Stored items
-.-.-

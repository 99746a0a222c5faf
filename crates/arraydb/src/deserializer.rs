use std::collections::HashSet;

use log::trace;
use serde_json::{Map, Value};

use crate::{
    Array, CodecRegistry, CompressionRegistry, Descriptor, Entry, Error, Header, ROOT_KEY, Result,
    Storage,
};

/// Rebuilds arrays from a [`Storage`] populated by a [`Serializer`](crate::Serializer).
///
/// Never mutates the storage. A key holding the root [`Header`] is followed
/// to the descriptor it names.
pub struct Deserializer<'a> {
    storage: &'a dyn Storage,
    codecs: &'a CodecRegistry,
    pending: HashSet<String>,
}

impl<'a> Deserializer<'a> {
    pub fn new(storage: &'a dyn Storage) -> Self {
        Self {
            storage,
            codecs: CodecRegistry::standard(),
            pending: HashSet::new(),
        }
    }

    pub fn with_codecs(mut self, codecs: &'a CodecRegistry) -> Self {
        self.codecs = codecs;
        self
    }

    /// Reconstructs the value whose descriptor (or header) is at `key`.
    pub fn deserialize(&mut self, key: &str) -> Result<Array> {
        if !self.pending.insert(key.to_owned()) {
            return Err(Error::CyclicReference(key.to_owned()));
        }
        let result = self.deserialize_(key);
        self.pending.remove(key);
        result
    }

    fn deserialize_(&mut self, key: &str) -> Result<Array> {
        let record = self.record(key)?;
        if Header::is_header(&record) {
            let header = Header::from_record(&record)?;
            return self.deserialize(header.root());
        }

        let descriptor = Descriptor::from_record(key, record);
        let codecs = self.codecs;
        let codec = codecs.strategy_for_decoding(&descriptor)?;
        trace!("Decoding {} descriptor at {key:?}.", codec.kind());
        codec.decode(&descriptor, self)
    }

    pub fn descriptor(&self, key: &str) -> Result<Descriptor> {
        Ok(Descriptor::from_record(key, self.record(key)?))
    }

    /// Reads the payload at `key` and undoes `compression`.
    pub fn payload(&self, key: &str, compression: &str) -> Result<Vec<u8>> {
        let bytes = match self.entry(key)? {
            Entry::Bytes(bytes) => bytes,
            Entry::Record(_) => return Err(Error::ExpectedPayload(key.to_owned())),
        };
        if compression == CompressionRegistry::NONE {
            return Ok(bytes);
        }
        let compressor = CompressionRegistry::global()
            .read()
            .get(compression)
            .ok_or_else(|| Error::Decompression {
                scheme: compression.to_owned(),
                source: "scheme is not registered".into(),
            })?;
        compressor
            .decompress(&bytes)
            .map_err(|source| Error::Decompression {
                scheme: compression.to_owned(),
                source,
            })
    }

    fn record(&self, key: &str) -> Result<Map<String, Value>> {
        match self.entry(key)? {
            Entry::Record(record) => Ok(record),
            Entry::Bytes(_) => Err(Error::ExpectedRecord(key.to_owned())),
        }
    }

    fn entry(&self, key: &str) -> Result<Entry> {
        self.storage
            .get(key)?
            .ok_or_else(|| Error::MissingKey(key.to_owned()))
    }
}

/// Reconstructs the default root of `storage`.
pub fn deserialize(storage: &dyn Storage) -> Result<Array> {
    deserialize_key(storage, ROOT_KEY)
}

/// Reconstructs the value whose descriptor is at `key`.
pub fn deserialize_key(storage: &dyn Storage, key: &str) -> Result<Array> {
    Deserializer::new(storage).deserialize(key)
}
use alloc::vec::Vec;

use super::handle::Handle;
use super::size::Size;

/// Backing store for the nodes of one tree.
///
/// Deleted nodes leave a vacant slot that the next insertion fills before the
/// slot vector grows. The live node count is capped at [`Size::MAX`] so the
/// root's subtree count always fits.
#[derive(Clone)]
pub(crate) struct Arena<T> {
    slots: Vec<Option<T>>,
    vacant: Vec<Handle>,
}

impl<T> Arena<T> {
    pub(crate) const fn new() -> Self {
        Self {
            slots: Vec::new(),
            vacant: Vec::new(),
        }
    }

    pub(crate) fn with_capacity(capacity: usize) -> Self {
        Self {
            slots: Vec::with_capacity(capacity),
            vacant: Vec::new(),
        }
    }

    pub(crate) fn capacity(&self) -> usize {
        self.slots.capacity()
    }

    /// Number of live nodes.
    pub(crate) fn len(&self) -> usize {
        self.slots.len() - self.vacant.len()
    }

    pub(crate) fn alloc(&mut self, node: T) -> Handle {
        if let Some(handle) = self.vacant.pop() {
            self.slots[handle.slot()] = Some(node);
            return handle;
        }

        // No vacancies, so every slot is live.
        assert!(self.slots.len() < Size::MAX, "node arena is full ({} nodes)", Size::MAX);
        let handle = Handle::new(self.slots.len());
        self.slots.push(Some(node));
        handle
    }

    #[inline]
    pub(crate) fn get(&self, handle: Handle) -> &T {
        self.slots[handle.slot()].as_ref().unwrap_or_else(|| dangling(handle))
    }

    #[inline]
    pub(crate) fn get_mut(&mut self, handle: Handle) -> &mut T {
        self.slots[handle.slot()].as_mut().unwrap_or_else(|| dangling(handle))
    }

    /// Moves the node out and marks its slot vacant.
    pub(crate) fn take(&mut self, handle: Handle) -> T {
        let node = self.slots[handle.slot()].take().unwrap_or_else(|| dangling(handle));
        self.vacant.push(handle);
        node
    }

    pub(crate) fn clear(&mut self) {
        self.slots.clear();
        self.vacant.clear();
    }
}

#[cold]
#[track_caller]
fn dangling(handle: Handle) -> ! {
    panic!("{handle:?} does not refer to a live node")
}
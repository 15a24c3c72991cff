use core::num::NonZero;

#[cfg(test)]
pub(super) type Width = u16;
#[cfg(not(test))]
pub(super) type Width = u32;

/// Slot of a node in the tree's [`Arena`](super::arena::Arena).
///
/// Slot `i` is stored as `i + 1`, so a child link `Option<Handle>` packs into
/// the same width as the handle.
#[derive(Clone, Copy, Debug, Eq, PartialEq)]
#[repr(transparent)]
pub(crate) struct Handle(NonZero<Width>);

impl Handle {
    /// Number of distinct slots a handle can name.
    pub(crate) const SLOTS: usize = Width::MAX as usize;

    #[inline]
    pub(crate) const fn new(slot: usize) -> Self {
        assert!(slot < Self::SLOTS, "slot does not fit in a handle");
        #[allow(clippy::cast_possible_truncation)]
        match NonZero::new((slot + 1) as Width) {
            Some(raw) => Self(raw),
            None => unreachable!(),
        }
    }

    #[inline]
    pub(crate) const fn slot(self) -> usize {
        self.0.get() as usize - 1
    }
}

#[cfg(test)]
#[cfg_attr(coverage_nightly, coverage(off))]
mod tests {
    use super::*;
    use proptest::prelude::*;
    use static_assertions::assert_eq_size;

    assert_eq_size!(Handle, Option<Handle>);
    assert_eq_size!(Handle, Width);

    #[test]
    fn first_and_last_slot() {
        assert_eq!(Handle::new(0).slot(), 0);
        assert_eq!(Handle::new(Handle::SLOTS - 1).slot(), Handle::SLOTS - 1);
        assert_ne!(Handle::new(0), Handle::new(1));
    }

    #[test]
    #[should_panic(expected = "slot does not fit in a handle")]
    fn slot_past_the_end() {
        let _ = Handle::new(Handle::SLOTS);
    }

    proptest! {
        #[test]
        fn slot_survives_packing(slot in 0..Handle::SLOTS) {
            prop_assert_eq!(Handle::new(slot).slot(), slot);
        }
    }
}
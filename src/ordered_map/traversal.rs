use alloc::collections::VecDeque;
use core::borrow::Borrow;
use core::fmt;
use core::iter::FusedIterator;

use super::{Iter, OrderedMap};
use crate::raw::{Cursor, Handle, RawBSTMap};

/// An iterator over the entries of an `OrderedMap` whose keys lie in a closed
/// interval, in ascending key order.
///
/// This `struct` is created by the [`range`] method on [`OrderedMap`].
///
/// [`range`]: OrderedMap::range
#[must_use = "iterators are lazy and do nothing unless consumed"]
pub struct Range<'a, K, V> {
    inner: Iter<'a, K, V>,
}

/// An iterator over the keys of an `OrderedMap` that lie in a closed interval,
/// in ascending order.
///
/// This `struct` is created by the [`range_keys`] method on [`OrderedMap`].
///
/// [`range_keys`]: OrderedMap::range_keys
#[must_use = "iterators are lazy and do nothing unless consumed"]
pub struct RangeKeys<'a, K, V> {
    inner: Range<'a, K, V>,
}

/// A breadth-first iterator over the keys of an `OrderedMap`.
///
/// This `struct` is created by the [`level_order`] method on [`OrderedMap`].
///
/// [`level_order`]: OrderedMap::level_order
#[must_use = "iterators are lazy and do nothing unless consumed"]
pub struct LevelOrder<'a, K, V> {
    tree: &'a RawBSTMap<K, V>,
    queue: VecDeque<Handle>,
}

impl<K, V> OrderedMap<K, V> {
    /// Returns the number of edges on the longest path from the root to a leaf.
    ///
    /// An empty map has height `-1` and a map with a single entry height `0`.
    /// Since the tree is never rebalanced, inserting `n` keys in increasing
    /// order produces height `n - 1`.
    ///
    /// # Examples
    ///
    /// ```
    /// use osbst::OrderedMap;
    ///
    /// let mut map = OrderedMap::new();
    /// assert_eq!(map.height(), -1);
    ///
    /// for i in 0..10 {
    ///     map.insert(i, ());
    /// }
    /// assert_eq!(map.height(), 9);
    /// ```
    ///
    /// # Complexity
    ///
    /// O(n)
    #[must_use]
    pub fn height(&self) -> isize {
        self.raw.height()
    }

    /// Gets an iterator over the keys of the map in level order: the root
    /// first, then every node of the next depth from left to right.
    ///
    /// # Examples
    ///
    /// ```
    /// use osbst::OrderedMap;
    ///
    /// let mut map = OrderedMap::new();
    /// for key in [4, 2, 6, 1, 3, 5, 7] {
    ///     map.insert(key, ());
    /// }
    ///
    /// let levels: Vec<_> = map.level_order().copied().collect();
    /// assert_eq!(levels, [4, 2, 6, 1, 3, 5, 7]);
    /// ```
    pub fn level_order(&self) -> LevelOrder<'_, K, V> {
        LevelOrder {
            tree: &self.raw,
            queue: self.raw.root().into_iter().collect(),
        }
    }
}

impl<K: Ord, V> OrderedMap<K, V> {
    /// Gets an iterator over the entries whose keys lie in `[lo, hi]`, in
    /// ascending key order.
    ///
    /// Both bounds are inclusive and need not be present in the map. If
    /// `lo > hi`, or no key falls inside the interval, the iterator is empty.
    ///
    /// # Examples
    ///
    /// ```
    /// use osbst::OrderedMap;
    ///
    /// let map = OrderedMap::from([(3, "c"), (5, "e"), (8, "h")]);
    /// let entries: Vec<_> = map.range(&4, &8).collect();
    /// assert_eq!(entries, [(&5, &"e"), (&8, &"h")]);
    /// ```
    ///
    /// # Complexity
    ///
    /// O(height) to position both ends, then amortized O(1) per entry.
    pub fn range<Q>(&self, lo: &Q, hi: &Q) -> Range<'_, K, V>
    where
        K: Borrow<Q>,
        Q: ?Sized + Ord,
    {
        Range {
            inner: Iter {
                tree: &self.raw,
                cursor: Cursor::range(&self.raw, lo, hi),
            },
        }
    }

    /// Gets an iterator over the keys that lie in `[lo, hi]`, in ascending order.
    ///
    /// # Examples
    ///
    /// ```
    /// use osbst::OrderedMap;
    ///
    /// let map: OrderedMap<_, _> = (1..=9).map(|i| (i, ())).collect();
    /// let keys: Vec<_> = map.range_keys(&3, &6).copied().collect();
    /// assert_eq!(keys, [3, 4, 5, 6]);
    /// assert_eq!(map.range_keys(&6, &3).count(), 0);
    /// ```
    pub fn range_keys<Q>(&self, lo: &Q, hi: &Q) -> RangeKeys<'_, K, V>
    where
        K: Borrow<Q>,
        Q: ?Sized + Ord,
    {
        RangeKeys {
            inner: self.range(lo, hi),
        }
    }

    /// Returns the number of keys that lie in `[lo, hi]`.
    ///
    /// Computed from two [`rank`](Self::rank) queries and one lookup of `hi`,
    /// without visiting the keys in between. Returns `0` when `lo > hi`.
    ///
    /// # Examples
    ///
    /// ```
    /// use osbst::OrderedMap;
    ///
    /// let map = OrderedMap::from([(3, ()), (5, ()), (8, ())]);
    /// assert_eq!(map.range_len(&3, &8), 3);
    /// assert_eq!(map.range_len(&4, &7), 1);
    /// assert_eq!(map.range_len(&8, &3), 0);
    /// ```
    ///
    /// # Complexity
    ///
    /// O(height)
    #[must_use]
    pub fn range_len<Q>(&self, lo: &Q, hi: &Q) -> usize
    where
        K: Borrow<Q>,
        Q: ?Sized + Ord,
    {
        self.raw.range_len(lo, hi)
    }
}

impl<'a, K, V> Iterator for Range<'a, K, V> {
    type Item = (&'a K, &'a V);

    fn next(&mut self) -> Option<(&'a K, &'a V)> {
        self.inner.next()
    }

    fn size_hint(&self) -> (usize, Option<usize>) {
        self.inner.size_hint()
    }
}

impl<K, V> DoubleEndedIterator for Range<'_, K, V> {
    fn next_back(&mut self) -> Option<Self::Item> {
        self.inner.next_back()
    }
}

impl<K, V> ExactSizeIterator for Range<'_, K, V> {}

impl<K, V> FusedIterator for Range<'_, K, V> {}

impl<K, V> Clone for Range<'_, K, V> {
    fn clone(&self) -> Self {
        Range {
            inner: self.inner.clone(),
        }
    }
}

impl<K: fmt::Debug, V: fmt::Debug> fmt::Debug for Range<'_, K, V> {
    fn fmt(&self, f: &mut fmt::Formatter<'_>) -> fmt::Result {
        f.debug_list().entries(self.clone()).finish()
    }
}

impl<'a, K, V> Iterator for RangeKeys<'a, K, V> {
    type Item = &'a K;

    fn next(&mut self) -> Option<&'a K> {
        self.inner.next().map(|(k, _)| k)
    }

    fn size_hint(&self) -> (usize, Option<usize>) {
        self.inner.size_hint()
    }
}

impl<K, V> DoubleEndedIterator for RangeKeys<'_, K, V> {
    fn next_back(&mut self) -> Option<Self::Item> {
        self.inner.next_back().map(|(k, _)| k)
    }
}

impl<K, V> ExactSizeIterator for RangeKeys<'_, K, V> {}

impl<K, V> FusedIterator for RangeKeys<'_, K, V> {}

impl<K, V> Clone for RangeKeys<'_, K, V> {
    fn clone(&self) -> Self {
        RangeKeys {
            inner: self.inner.clone(),
        }
    }
}

impl<K: fmt::Debug, V> fmt::Debug for RangeKeys<'_, K, V> {
    fn fmt(&self, f: &mut fmt::Formatter<'_>) -> fmt::Result {
        f.debug_list().entries(self.clone()).finish()
    }
}

impl<'a, K, V> Iterator for LevelOrder<'a, K, V> {
    type Item = &'a K;

    fn next(&mut self) -> Option<&'a K> {
        let tree = self.tree;
        let node = tree.node(self.queue.pop_front()?);
        // Absent children are never queued.
        self.queue.extend(node.left);
        self.queue.extend(node.right);
        Some(&node.key)
    }
}

impl<K, V> FusedIterator for LevelOrder<'_, K, V> {}

impl<K, V> Clone for LevelOrder<'_, K, V> {
    fn clone(&self) -> Self {
        LevelOrder {
            tree: self.tree,
            queue: self.queue.clone(),
        }
    }
}

impl<K: fmt::Debug, V> fmt::Debug for LevelOrder<'_, K, V> {
    fn fmt(&self, f: &mut fmt::Formatter<'_>) -> fmt::Result {
        f.debug_list().entries(self.clone()).finish()
    }
}
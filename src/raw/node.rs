use super::handle::Handle;
use super::size::Size;

/// A single tree node.
///
/// `left` and `right` are the only references to their children, so every node
/// has exactly one owner: its parent's link or the tree's root slot.
#[derive(Clone, Debug)]
pub(crate) struct Node<K, V> {
    pub(crate) key: K,
    pub(crate) value: V,
    pub(crate) left: Option<Handle>,
    pub(crate) right: Option<Handle>,
    // Number of nodes in the subtree rooted here, this node included.
    pub(crate) count: Size,
}

/// Which side of a node to walk along.
#[derive(Clone, Copy, Debug, Eq, PartialEq)]
pub(crate) enum Side {
    Left,
    Right,
}

impl Side {
    pub(crate) const fn opposite(self) -> Self {
        match self {
            Side::Left => Side::Right,
            Side::Right => Side::Left,
        }
    }
}

impl<K, V> Node<K, V> {
    /// Creates a childless node.
    pub(crate) const fn new(key: K, value: V) -> Self {
        Self {
            key,
            value,
            left: None,
            right: None,
            count: Size::LEAF,
        }
    }

    #[inline]
    pub(crate) const fn child(&self, side: Side) -> Option<Handle> {
        match side {
            Side::Left => self.left,
            Side::Right => self.right,
        }
    }

    #[inline]
    pub(crate) fn set_child(&mut self, side: Side, child: Option<Handle>) {
        match side {
            Side::Left => self.left = child,
            Side::Right => self.right = child,
        }
    }

    #[inline]
    pub(crate) const fn count(&self) -> usize {
        self.count.get()
    }

    pub(crate) fn into_entry(self) -> (K, V) {
        (self.key, self.value)
    }
}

-.-.-

Would you output, from the records above, exactly the run of lines that starts at the line containing "slot vector grows." and ends at the line containing "slot is live.", and only that run?

/// slot vector grows. The live node count is capped at [`Size::MAX`] so the
/// root's subtree count always fits.
#[derive(Clone)]
pub(crate) struct Arena<T> {
    slots: Vec<Option<T>>,
    vacant: Vec<Handle>,
}

impl<T> Arena<T> {
    pub(crate) const fn new() -> Self {
        Self {
            slots: Vec::new(),
            vacant: Vec::new(),
        }
    }

    pub(crate) fn with_capacity(capacity: usize) -> Self {
        Self {
            slots: Vec::with_capacity(capacity),
            vacant: Vec::new(),
        }
    }

    pub(crate) fn capacity(&self) -> usize {
        self.slots.capacity()
    }

    /// Number of live nodes.
    pub(crate) fn len(&self) -> usize {
        self.slots.len() - self.vacant.len()
    }

    pub(crate) fn alloc(&mut self, node: T) -> Handle {
        if let Some(handle) = self.vacant.pop() {
            self.slots[handle.slot()] = Some(node);
            return handle;
        }

        // No vacancies, so every slot is live.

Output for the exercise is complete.